# Data in this exercise:
────────

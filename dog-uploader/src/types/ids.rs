use serde::{Deserialize, Serialize};
use std::fmt;

/// Content-derived identity of a blob; basis for dedup and call correlation
#[derive(Debug, Clone, PartialEq, Eq, Hash, PartialOrd, Ord, Serialize, Deserialize)]
pub struct Checksum(pub String);

impl Checksum {
    /// Create a checksum from its string form
    pub fn from_string(value: String) -> Self {
        Self(value)
    }

    /// Get the inner string value
    pub fn as_str(&self) -> &str {
        &self.0
    }
}

impl fmt::Display for Checksum {
    fn fmt(&self, f: &mut fmt::Formatter<'_>) -> fmt::Result {
        write!(f, "{}", self.0)
    }
}

impl From<String> for Checksum {
    fn from(value: String) -> Self {
        Self(value)
    }
}

impl From<&str> for Checksum {
    fn from(value: &str) -> Self {
        Self(value.to_string())
    }
}

/// Server-side identifier of a registered blob record
#[derive(Debug, Clone, PartialEq, Eq, Hash, Serialize, Deserialize)]
pub struct BlobId(pub String);

impl BlobId {
    pub fn from_string(id: String) -> Self {
        Self(id)
    }

    pub fn as_str(&self) -> &str {
        &self.0
    }
}

impl fmt::Display for BlobId {
    fn fmt(&self, f: &mut fmt::Formatter<'_>) -> fmt::Result {
        write!(f, "{}", self.0)
    }
}

impl From<&str> for BlobId {
    fn from(id: &str) -> Self {
        Self(id.to_string())
    }
}

/// Server-side identifier of the blob-to-owner association
#[derive(Debug, Clone, PartialEq, Eq, Hash, Serialize, Deserialize)]
pub struct AttachmentId(pub String);

impl AttachmentId {
    pub fn from_string(id: String) -> Self {
        Self(id)
    }

    pub fn as_str(&self) -> &str {
        &self.0
    }
}

impl fmt::Display for AttachmentId {
    fn fmt(&self, f: &mut fmt::Formatter<'_>) -> fmt::Result {
        write!(f, "{}", self.0)
    }
}

impl From<&str> for AttachmentId {
    fn from(id: &str) -> Self {
        Self(id.to_string())
    }
}

/// Identifier of the business entity that owns linked blobs
#[derive(Debug, Clone, PartialEq, Eq, Hash, Serialize, Deserialize)]
pub struct OwnerId(pub String);

impl OwnerId {
    pub fn as_str(&self) -> &str {
        &self.0
    }
}

impl fmt::Display for OwnerId {
    fn fmt(&self, f: &mut fmt::Formatter<'_>) -> fmt::Result {
        write!(f, "{}", self.0)
    }
}

impl From<&str> for OwnerId {
    fn from(id: &str) -> Self {
        Self(id.to_string())
    }
}

/// The owning entity attachments are linked to (id plus entity type)
#[derive(Debug, Clone, PartialEq, Eq, Serialize, Deserialize)]
pub struct Owner {
    pub id: OwnerId,
    pub kind: String,
}

impl Owner {
    pub fn new(id: impl Into<String>, kind: impl Into<String>) -> Self {
        Self {
            id: OwnerId(id.into()),
            kind: kind.into(),
        }
    }
}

────────

# What is being asked:
Examine the listing line by line and give the number of lines where "OwnerId" occurs, with nothing added.

# Answer section:
6